[auto-scheduler] Sketch Rules for GPU

I’ve had some success with writing sketch rules for sparse computations, which I hope to upstream once my paper is done.

However, I am having some issues auto-scheduling sparse computations on the GPU.

When running using my sketch rule (one that works on the CPU), I fail with the following error:

TVMError: Parallel_for error with [17:01:12] ../src/auto_scheduler/search_policy/sketch_policy_rules.cc:769:
---------------------------------------------------------------
An error occurred during the execution of TVM.
For more information, please see: https://tvm.apache.org/docs/errors.html
---------------------------------------------------------------
  Check failed: (HasCrossThreadReduction(*state, stage_id)) is false:

When I try running the sparse SketchRule tutorial for a fully-connected layer, but change it to running on the GPU, this fails with:

File "../src/support/parallel_for.cc", line 92
TVMError: Parallel_for error with [17:06:03] ../src/te/schedule/bound.cc:144: 
---------------------------------------------------------------
An error occurred during the execution of TVM.
For more information, please see: https://tvm.apache.org/docs/errors.html
---------------------------------------------------------------
  Check failed: (it != rmap->end()) is false: 

It could be related, however fixing dense is not of as much interest to me.

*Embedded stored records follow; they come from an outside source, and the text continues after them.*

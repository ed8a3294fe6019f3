// streak-rs: Git Backup Streak Keeper
//
// SPDX-FileCopyrightText: 2026 Romeo Ahmed
// SPDX-License-Identifier: GPL-3.0-or-later

//! Commit result classification.
//!
//! ```text
//! git commit exit 0                    --> Committed
//! exit != 0, "nothing to commit" seen  --> NothingToCommit
//! exit != 0, anything else             --> GitError::CommandFailed
//! ```
//!
//! The text check relies on git's English output; the shell backend pins
//! `LC_ALL=C` for that reason.

use super::backend::GitOutput;
use crate::error::GitError;

/// Phrase git prints when the index matches HEAD.
pub const NOTHING_TO_COMMIT: &str = "nothing to commit";

/// Successful outcomes of `git commit`.
#[derive(Debug, Clone, Copy, PartialEq, Eq)]
pub enum CommitOutcome {
    /// A new commit was created.
    Committed,
    /// The index was clean, so git refused to create a commit.
    NothingToCommit,
}

/// Classify the captured output of `git commit`.
///
/// # Errors
///
/// Returns `GitError::CommandFailed` when the commit failed for any reason
/// other than an empty index.
pub fn classify_commit(output: &GitOutput) -> Result<CommitOutcome, GitError> {
    if output.success {
        Ok(CommitOutcome::Committed)
    } else if output.mentions(NOTHING_TO_COMMIT) {
        Ok(CommitOutcome::NothingToCommit)
    } else {
        Err(GitError::CommandFailed {
            command: "git commit".to_string(),
            message: output.message().to_string(),
        })
    }
}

This PR (#6269) (from @jcf94) added sketch policies for the GPU, and we can see this comment even highlights the bit of code giving me the issue.

There is no tutorial I can find about sparse sketch rules for GPUs. And rules of thumb, or primitives I should be using?

I know when hand-writing a schedule for the GPU, I should be assigning loops to blocks and threads, e.g. with:

bx, tx = s[data_vec].split(c, factor=max_threads)
s[data_vec].bind(bx, tvm.te.thread_axis("blockIdx.x"))
s[data_vec].bind(tx, tvm.te.thread_axis("threadIdx.x"))

Is there something like that I could/should be doing?